== Work instructions ==
Report all lines from the entries below in which "stdout" appears.

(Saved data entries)

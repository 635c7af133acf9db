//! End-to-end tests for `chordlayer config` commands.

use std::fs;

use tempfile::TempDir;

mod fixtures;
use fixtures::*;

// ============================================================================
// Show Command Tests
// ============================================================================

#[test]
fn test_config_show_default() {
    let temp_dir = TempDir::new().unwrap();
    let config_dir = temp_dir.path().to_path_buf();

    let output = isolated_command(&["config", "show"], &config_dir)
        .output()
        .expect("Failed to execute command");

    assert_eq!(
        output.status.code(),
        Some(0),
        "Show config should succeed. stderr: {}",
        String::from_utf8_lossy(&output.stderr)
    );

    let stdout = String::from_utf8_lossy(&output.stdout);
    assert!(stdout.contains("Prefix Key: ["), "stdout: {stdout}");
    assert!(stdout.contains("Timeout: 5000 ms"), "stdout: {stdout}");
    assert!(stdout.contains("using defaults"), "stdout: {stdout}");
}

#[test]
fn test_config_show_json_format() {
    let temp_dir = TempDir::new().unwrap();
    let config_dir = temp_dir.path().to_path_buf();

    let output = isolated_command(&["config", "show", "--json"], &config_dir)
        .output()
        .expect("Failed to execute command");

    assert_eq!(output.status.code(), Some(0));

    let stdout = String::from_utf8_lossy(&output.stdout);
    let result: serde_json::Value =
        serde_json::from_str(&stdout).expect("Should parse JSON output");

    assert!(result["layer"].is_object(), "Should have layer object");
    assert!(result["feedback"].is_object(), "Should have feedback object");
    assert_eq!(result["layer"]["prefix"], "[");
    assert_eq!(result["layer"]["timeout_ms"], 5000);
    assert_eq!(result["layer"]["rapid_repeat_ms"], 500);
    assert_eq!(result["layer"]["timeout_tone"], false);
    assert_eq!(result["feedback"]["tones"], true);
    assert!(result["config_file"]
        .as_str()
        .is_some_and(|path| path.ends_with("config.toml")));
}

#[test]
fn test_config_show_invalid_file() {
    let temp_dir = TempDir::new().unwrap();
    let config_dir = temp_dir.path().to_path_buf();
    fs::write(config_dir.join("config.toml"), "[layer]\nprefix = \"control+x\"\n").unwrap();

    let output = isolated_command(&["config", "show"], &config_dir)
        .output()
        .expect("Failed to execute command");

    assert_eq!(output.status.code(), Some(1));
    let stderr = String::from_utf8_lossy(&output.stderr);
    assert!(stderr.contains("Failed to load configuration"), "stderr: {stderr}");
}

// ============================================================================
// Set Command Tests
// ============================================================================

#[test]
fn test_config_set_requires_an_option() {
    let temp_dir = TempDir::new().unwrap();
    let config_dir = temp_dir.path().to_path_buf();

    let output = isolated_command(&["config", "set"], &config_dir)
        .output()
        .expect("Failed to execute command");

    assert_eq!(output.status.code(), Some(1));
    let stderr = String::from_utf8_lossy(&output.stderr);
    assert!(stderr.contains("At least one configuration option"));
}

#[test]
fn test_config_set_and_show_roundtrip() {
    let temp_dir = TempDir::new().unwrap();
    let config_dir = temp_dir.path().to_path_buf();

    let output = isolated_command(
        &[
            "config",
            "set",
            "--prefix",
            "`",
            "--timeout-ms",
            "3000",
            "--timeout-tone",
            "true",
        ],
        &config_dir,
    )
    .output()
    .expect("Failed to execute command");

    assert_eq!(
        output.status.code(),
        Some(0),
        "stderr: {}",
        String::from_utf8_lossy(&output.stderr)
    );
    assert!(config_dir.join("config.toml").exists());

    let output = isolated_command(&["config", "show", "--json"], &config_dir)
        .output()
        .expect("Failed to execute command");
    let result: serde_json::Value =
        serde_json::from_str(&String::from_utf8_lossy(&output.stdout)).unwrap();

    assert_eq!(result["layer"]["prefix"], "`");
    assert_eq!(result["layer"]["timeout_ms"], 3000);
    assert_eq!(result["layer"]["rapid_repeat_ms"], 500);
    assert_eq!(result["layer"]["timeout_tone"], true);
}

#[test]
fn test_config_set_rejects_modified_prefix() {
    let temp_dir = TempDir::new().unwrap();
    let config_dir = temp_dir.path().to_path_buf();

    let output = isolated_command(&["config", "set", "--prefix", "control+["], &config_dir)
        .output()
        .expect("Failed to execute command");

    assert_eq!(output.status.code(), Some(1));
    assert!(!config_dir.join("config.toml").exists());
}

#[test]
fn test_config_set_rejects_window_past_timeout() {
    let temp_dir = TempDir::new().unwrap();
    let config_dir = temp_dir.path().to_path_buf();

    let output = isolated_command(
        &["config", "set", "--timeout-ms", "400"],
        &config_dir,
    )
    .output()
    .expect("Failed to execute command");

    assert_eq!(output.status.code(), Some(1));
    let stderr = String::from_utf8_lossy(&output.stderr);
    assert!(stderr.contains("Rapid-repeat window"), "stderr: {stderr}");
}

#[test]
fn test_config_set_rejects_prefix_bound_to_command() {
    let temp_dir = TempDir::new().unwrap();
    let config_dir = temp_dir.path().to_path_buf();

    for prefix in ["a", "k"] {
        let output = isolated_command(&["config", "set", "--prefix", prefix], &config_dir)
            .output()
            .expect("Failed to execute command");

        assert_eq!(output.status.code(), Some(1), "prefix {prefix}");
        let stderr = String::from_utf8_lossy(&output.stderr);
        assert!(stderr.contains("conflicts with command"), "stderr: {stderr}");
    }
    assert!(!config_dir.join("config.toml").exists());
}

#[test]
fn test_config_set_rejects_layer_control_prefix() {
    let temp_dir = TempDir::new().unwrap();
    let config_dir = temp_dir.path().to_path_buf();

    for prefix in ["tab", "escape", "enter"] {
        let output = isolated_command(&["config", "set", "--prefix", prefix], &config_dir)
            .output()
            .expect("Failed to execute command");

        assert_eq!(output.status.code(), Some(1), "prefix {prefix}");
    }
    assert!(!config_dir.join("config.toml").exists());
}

==

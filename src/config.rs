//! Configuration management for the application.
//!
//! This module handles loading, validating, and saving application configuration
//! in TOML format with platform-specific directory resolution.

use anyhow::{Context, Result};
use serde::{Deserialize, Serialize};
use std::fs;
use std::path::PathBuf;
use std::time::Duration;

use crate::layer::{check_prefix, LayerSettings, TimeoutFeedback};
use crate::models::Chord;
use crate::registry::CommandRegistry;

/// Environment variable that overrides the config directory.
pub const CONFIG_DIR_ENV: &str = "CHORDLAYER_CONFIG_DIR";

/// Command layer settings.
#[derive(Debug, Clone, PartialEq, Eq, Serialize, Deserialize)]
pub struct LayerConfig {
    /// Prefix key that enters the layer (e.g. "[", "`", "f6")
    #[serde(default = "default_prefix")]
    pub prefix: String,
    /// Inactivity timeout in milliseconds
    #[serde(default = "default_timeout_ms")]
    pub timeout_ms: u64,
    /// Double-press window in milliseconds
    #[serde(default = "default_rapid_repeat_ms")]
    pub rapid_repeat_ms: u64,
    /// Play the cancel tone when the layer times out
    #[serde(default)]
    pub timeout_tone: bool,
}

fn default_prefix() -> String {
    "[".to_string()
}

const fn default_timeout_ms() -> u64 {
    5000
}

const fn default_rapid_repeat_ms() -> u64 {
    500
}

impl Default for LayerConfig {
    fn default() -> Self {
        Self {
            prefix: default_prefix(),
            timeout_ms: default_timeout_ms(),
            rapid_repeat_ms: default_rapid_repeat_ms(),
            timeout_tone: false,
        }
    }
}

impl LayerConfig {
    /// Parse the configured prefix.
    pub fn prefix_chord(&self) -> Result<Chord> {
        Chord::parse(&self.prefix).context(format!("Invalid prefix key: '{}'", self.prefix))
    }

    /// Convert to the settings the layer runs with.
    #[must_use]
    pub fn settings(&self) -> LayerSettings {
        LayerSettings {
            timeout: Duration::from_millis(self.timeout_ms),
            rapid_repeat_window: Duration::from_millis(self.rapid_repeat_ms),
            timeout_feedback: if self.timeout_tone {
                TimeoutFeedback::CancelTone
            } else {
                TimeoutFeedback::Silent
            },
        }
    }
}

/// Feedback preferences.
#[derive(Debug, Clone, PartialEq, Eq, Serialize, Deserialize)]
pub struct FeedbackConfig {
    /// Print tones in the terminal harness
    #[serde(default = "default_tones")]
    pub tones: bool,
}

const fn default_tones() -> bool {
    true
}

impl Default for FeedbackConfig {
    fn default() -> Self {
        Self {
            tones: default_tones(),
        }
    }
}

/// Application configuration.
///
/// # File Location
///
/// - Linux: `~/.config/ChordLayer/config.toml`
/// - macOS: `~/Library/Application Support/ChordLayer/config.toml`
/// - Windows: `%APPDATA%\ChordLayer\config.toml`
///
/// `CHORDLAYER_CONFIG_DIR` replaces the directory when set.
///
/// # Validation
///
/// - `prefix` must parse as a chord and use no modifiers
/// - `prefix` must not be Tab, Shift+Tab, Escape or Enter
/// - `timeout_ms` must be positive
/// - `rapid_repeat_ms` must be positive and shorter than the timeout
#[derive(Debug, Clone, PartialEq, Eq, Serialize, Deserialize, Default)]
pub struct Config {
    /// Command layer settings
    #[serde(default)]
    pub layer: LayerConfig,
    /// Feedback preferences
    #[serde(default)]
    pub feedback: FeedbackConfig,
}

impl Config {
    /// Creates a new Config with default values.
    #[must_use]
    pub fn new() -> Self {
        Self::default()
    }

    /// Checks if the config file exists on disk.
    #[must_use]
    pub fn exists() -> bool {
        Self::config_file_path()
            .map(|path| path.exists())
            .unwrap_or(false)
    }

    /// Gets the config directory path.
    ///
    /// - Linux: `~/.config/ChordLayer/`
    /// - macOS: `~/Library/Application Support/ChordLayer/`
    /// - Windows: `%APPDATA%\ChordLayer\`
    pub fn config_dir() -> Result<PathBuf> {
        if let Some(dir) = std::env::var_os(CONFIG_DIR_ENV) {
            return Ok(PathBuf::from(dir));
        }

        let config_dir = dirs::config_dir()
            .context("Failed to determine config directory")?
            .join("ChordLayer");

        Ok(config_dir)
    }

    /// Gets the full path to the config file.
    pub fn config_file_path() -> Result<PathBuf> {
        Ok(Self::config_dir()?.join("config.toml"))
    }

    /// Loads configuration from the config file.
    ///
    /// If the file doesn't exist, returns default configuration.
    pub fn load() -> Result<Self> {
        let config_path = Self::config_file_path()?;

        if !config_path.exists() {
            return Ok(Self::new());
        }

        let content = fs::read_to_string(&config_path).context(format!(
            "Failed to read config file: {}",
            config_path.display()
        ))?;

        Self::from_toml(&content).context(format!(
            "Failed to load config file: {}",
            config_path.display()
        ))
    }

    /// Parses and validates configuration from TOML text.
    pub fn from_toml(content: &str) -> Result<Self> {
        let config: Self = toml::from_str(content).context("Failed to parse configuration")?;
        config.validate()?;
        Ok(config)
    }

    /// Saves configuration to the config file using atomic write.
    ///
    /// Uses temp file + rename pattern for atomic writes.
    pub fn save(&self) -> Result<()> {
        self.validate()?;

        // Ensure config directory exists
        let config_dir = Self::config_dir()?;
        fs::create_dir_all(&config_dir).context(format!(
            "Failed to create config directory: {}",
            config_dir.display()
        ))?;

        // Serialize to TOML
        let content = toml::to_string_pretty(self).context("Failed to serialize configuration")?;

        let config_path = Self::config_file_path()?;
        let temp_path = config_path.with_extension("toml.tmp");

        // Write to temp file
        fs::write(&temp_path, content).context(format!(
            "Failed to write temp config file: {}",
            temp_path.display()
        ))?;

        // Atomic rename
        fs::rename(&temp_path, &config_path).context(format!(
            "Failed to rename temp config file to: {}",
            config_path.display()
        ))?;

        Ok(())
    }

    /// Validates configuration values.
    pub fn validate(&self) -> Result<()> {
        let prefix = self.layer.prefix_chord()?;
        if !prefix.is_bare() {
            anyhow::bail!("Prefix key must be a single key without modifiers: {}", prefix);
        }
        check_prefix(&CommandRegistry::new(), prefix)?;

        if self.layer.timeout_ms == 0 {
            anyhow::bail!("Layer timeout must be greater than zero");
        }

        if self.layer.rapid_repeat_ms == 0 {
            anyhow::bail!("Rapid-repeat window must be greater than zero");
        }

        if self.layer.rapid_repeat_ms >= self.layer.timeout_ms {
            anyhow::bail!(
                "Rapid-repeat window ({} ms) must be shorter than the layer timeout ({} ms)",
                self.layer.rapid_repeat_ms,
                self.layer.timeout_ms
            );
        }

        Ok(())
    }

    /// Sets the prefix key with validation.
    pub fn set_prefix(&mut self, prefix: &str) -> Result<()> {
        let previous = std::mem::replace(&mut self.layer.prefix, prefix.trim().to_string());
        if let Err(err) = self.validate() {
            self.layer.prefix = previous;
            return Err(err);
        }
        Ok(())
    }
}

== Reply ==
    let stdout = String::from_utf8_lossy(&output.stdout);
    assert!(stdout.contains("Prefix Key: ["), "stdout: {stdout}");
    assert!(stdout.contains("Timeout: 5000 ms"), "stdout: {stdout}");
    assert!(stdout.contains("using defaults"), "stdout: {stdout}");
    let stdout = String::from_utf8_lossy(&output.stdout);
        serde_json::from_str(&stdout).expect("Should parse JSON output");
        serde_json::from_str(&String::from_utf8_lossy(&output.stdout)).unwrap();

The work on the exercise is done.